Sport : Das Team verliert an Boden, weil der Trainer das Spiel verpasst

Noch zwei Tage nach dem Rückschlag von Hannover ärgerte sich Eduard Geyer im Krankenbett. "Die Mannschaft hatte sich so viel vorgenommen, und dann war schon in der ersten Minute viel zerstört", schimpfte der Cheftrainer des FC Energie, der sich am Sonntag noch immer zu Hause in Dresden von seiner schweren Virus-Infektion erholte. Doch Geyer, der noch nie zuvor wegen einer Erkrankung ein Spiel verpasst hatte, zeigte sich schon wieder ganz als Kämpfer: "Am Montag gehe ich nochmal zum Arzt, aber spätestens am Dienstag will ich wieder bei der Mannschaft sein."

Geyer weiß, dass mit dem 2:3 bei Hannover 96 nicht nur drei wichtige Punkte verspielt wurden, sondern die Konkurrenz aus Nürnberg (42 Punkte) und Mönchengladbach (40) den Lausitzern (42) nun verstärkt im Nacken sitzt. Und am Samstag kommt mit Tennis Borussia (37) ein weiterer Kontrahent, der zumindest noch versteckt Erstliga-Ambitionen anmeldet. Doch Geyer, in Hannover von seinem Assistenten Hagen Reeck vertreten, will sich erst noch einmal mit der achten Auswärts-Pleite (öfter verloren nur die Stuttgarter Kickers) beschäftigen. "Obwohl wir in der Abwehr mit einem Mann mehr gespielt haben, gab es da ein reines Durcheinander, keine Zuordnung, keine Abstimmung", schimpfte Geyer trotz seiner maladen Verfassung.
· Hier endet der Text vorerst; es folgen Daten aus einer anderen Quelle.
//! Pure Rust text shaping backend using harfrust
//!
//! Harfrust is a pure Rust port of HarfBuzz, providing text shaping without
//! any C dependencies. Word lists name OpenType script and language tags
//! (`dev2`, `FRA`); this backend maps them onto what harfrust expects and
//! lets harfrust guess whatever the caller leaves out.

use std::str::FromStr;
use std::sync::Arc;

use harfrust::{
    Direction as HrDirection, Feature, FontRef as HrFontRef, GlyphBuffer, Language, Script,
    ShaperData, ShaperInstance, Tag, UnicodeBuffer, Variation,
};

use fontdelta_core::{
    error::{Result, ShapingError},
    traits::{FontRef, Shaper},
    types::{Direction, PositionedGlyph, ShapingResult},
    ShapingParams,
};

/// Pure Rust text shaping powered by harfrust
#[derive(Debug, Default, Clone, Copy)]
pub struct HarfrustShaper;

impl HarfrustShaper {
    /// Creates a new harfrust shaper ready to handle any script
    pub fn new() -> Self {
        Self
    }

    /// Translates our direction enum to harfrust's format
    fn to_hr_direction(dir: Direction) -> HrDirection {
        match dir {
            Direction::LeftToRight => HrDirection::LeftToRight,
            Direction::RightToLeft => HrDirection::RightToLeft,
            Direction::TopToBottom => HrDirection::TopToBottom,
            Direction::BottomToTop => HrDirection::BottomToTop,
        }
    }

    fn from_hr_direction(dir: HrDirection) -> Direction {
        match dir {
            HrDirection::RightToLeft => Direction::RightToLeft,
            HrDirection::TopToBottom => Direction::TopToBottom,
            HrDirection::BottomToTop => Direction::BottomToTop,
            _ => Direction::LeftToRight,
        }
    }

    /// Parse a 4-character tag string into a harfrust Tag
    fn parse_tag(tag_str: &str) -> Option<Tag> {
        if tag_str.len() == 4 {
            let bytes = tag_str.as_bytes();
            Some(Tag::new(&[bytes[0], bytes[1], bytes[2], bytes[3]]))
        } else {
            None
        }
    }

    /// Resolve an OpenType script tag (`latn`, `dev2`) to a Unicode script
    ///
    /// The second-generation Indic tags share their script with the first
    /// generation; `DFLT` and unknown tags resolve to nothing so the buffer
    /// guesses instead.
    pub fn script_from_tag(tag: &str) -> Option<Script> {
        let iso = match tag {
            "bng2" => "Beng",
            "dev2" => "Deva",
            "gjr2" => "Gujr",
            "gur2" => "Guru",
            "knd2" => "Knda",
            "mlm2" => "Mlym",
            "ory2" => "Orya",
            "tml2" => "Taml",
            "tel2" => "Telu",
            "mym2" => "Mymr",
            "DFLT" | "dflt" => return None,
            other => other,
        };
        let mut title = String::with_capacity(4);
        for (i, ch) in iso.chars().enumerate() {
            if i == 0 {
                title.push(ch.to_ascii_uppercase());
            } else {
                title.push(ch.to_ascii_lowercase());
            }
        }
        Self::parse_tag(&title).and_then(Script::from_iso15924_tag)
    }

    /// Basic cmap-and-advance shaping for fonts that carry no data
    fn fallback_shape(
        &self,
        text: &str,
        font: Arc<dyn FontRef>,
        params: &ShapingParams,
    ) -> ShapingResult {
        let mut glyphs = Vec::new();
        let mut x_offset = 0.0;
        let scale = params.size / font.units_per_em().max(1) as f32;

        for (cluster, ch) in text.char_indices() {
            if let Some(glyph_id) = font.glyph_id(ch) {
                let advance = font.advance_width(glyph_id) * scale;
                glyphs.push(PositionedGlyph {
                    id: glyph_id,
                    x: x_offset,
                    y: 0.0,
                    advance,
                    cluster: cluster as u32,
                });
                x_offset += advance;
            }
        }

        ShapingResult {
            glyphs,
            advance_width: x_offset,
            advance_height: params.size,
            direction: params.direction.unwrap_or(Direction::LeftToRight),
        }
    }

    /// Extract positioned glyphs from harfrust's GlyphBuffer
    fn extract_glyphs(buffer: &GlyphBuffer, ppem: f32, upem: u16) -> (Vec<PositionedGlyph>, f32) {
        let mut glyphs = Vec::new();
        let mut x_offset = 0.0;
        let scale = ppem / upem.max(1) as f32;

        let positions = buffer.glyph_positions();
        let infos = buffer.glyph_infos();

        for (info, pos) in infos.iter().zip(positions.iter()) {
            glyphs.push(PositionedGlyph {
                id: info.glyph_id,
                x: x_offset + (pos.x_offset as f32 * scale),
                y: pos.y_offset as f32 * scale,
                advance: pos.x_advance as f32 * scale,
                cluster: info.cluster,
            });

            x_offset += pos.x_advance as f32 * scale;
        }

        (glyphs, x_offset)
    }
}

impl Shaper for HarfrustShaper {
    fn name(&self) -> &'static str {
        "harfrust"
    }

    fn shape(
        &self,
        text: &str,
        font: Arc<dyn FontRef>,
        params: &ShapingParams,
    ) -> Result<ShapingResult> {
        if text.is_empty() {
            return Ok(ShapingResult::empty(
                params.size,
                params.direction.unwrap_or(Direction::LeftToRight),
            ));
        }

        let font_data = font.data();
        if font_data.is_empty() {
            // No font data? Fall back to basic shaping
            return Ok(self.fallback_shape(text, font, params));
        }

        let hr_font = HrFontRef::from_index(font_data, font.face_index())
            .map_err(|_| ShapingError::InvalidFont)?;

        // Create ShaperData - this caches font tables and is expensive
        let shaper_data = ShaperData::new(&hr_font);

        let instance = if !params.variations.is_empty() {
            let variations: Vec<Variation> = params
                .variations
                .iter()
                .filter_map(|(tag_str, value)| {
                    Self::parse_tag(tag_str).map(|tag| Variation { tag, value: *value })
                })
                .collect();
            Some(ShaperInstance::from_variations(&hr_font, variations))
        } else {
            None
        };

        let mut builder = shaper_data.shaper(&hr_font);
        if let Some(ref inst) = instance {
            builder = builder.instance(Some(inst));
        }
        builder = builder.point_size(Some(params.size));
        let shaper = builder.build();

        let mut buffer = UnicodeBuffer::new();
        buffer.push_str(text);
        if let Some(direction) = params.direction {
            buffer.set_direction(Self::to_hr_direction(direction));
        }

        if let Some(ref lang) = params.language {
            match Language::from_str(lang) {
                Ok(language) => buffer.set_language(language),
                Err(_) => log::debug!("Ignoring unparseable language '{}'", lang),
            }
        }

        if let Some(ref script_str) = params.script {
            match Self::script_from_tag(script_str) {
                Some(script) => buffer.set_script(script),
                None => log::debug!("Script tag '{}' left for harfrust to guess", script_str),
            }
        }

        // Fills in whatever was not set explicitly
        buffer.guess_segment_properties();
        let direction = Self::from_hr_direction(buffer.direction());

        let features: Vec<Feature> = params
            .features
            .iter()
            .filter_map(|(name, value)| {
                Self::parse_tag(name).map(|tag| Feature {
                    tag,
                    value: *value,
                    start: 0,
                    end: u32::MAX,
                })
            })
            .collect();

        let output = shaper.shape(buffer, &features);

        let upem = font.units_per_em();
        let (glyphs, advance_width) = Self::extract_glyphs(&output, params.size, upem);

        Ok(ShapingResult {
            glyphs,
            advance_width,
            advance_height: params.size,
            direction,
        })
    }
}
"Das war desolat. Und durch individuelle Fehler sind wir in die Rückstände geraten", bemerkte Manndecker Christian Beeck selbstkritisch. Der Ex-Rostocker war extra als dritter Mann in die Verteidigungskette vor Libero Detlef Irrgang beordert worden. Denn die 96-er boten mit Andrzej Kobylanski, der für die neue Saison mit Energie in Verbindung gebracht wird, einen dritten Stürmer auf. Doch die taktische Maßnahme, den offensiver ausgerichteten Olaf Renn dafür zu "opfern", ging völlig daneben. "Wir wollten anfangs sicher stehen, doch nach dem 0:2 war im Prinzip alles gelaufen", sagte ein geschockter Reeck.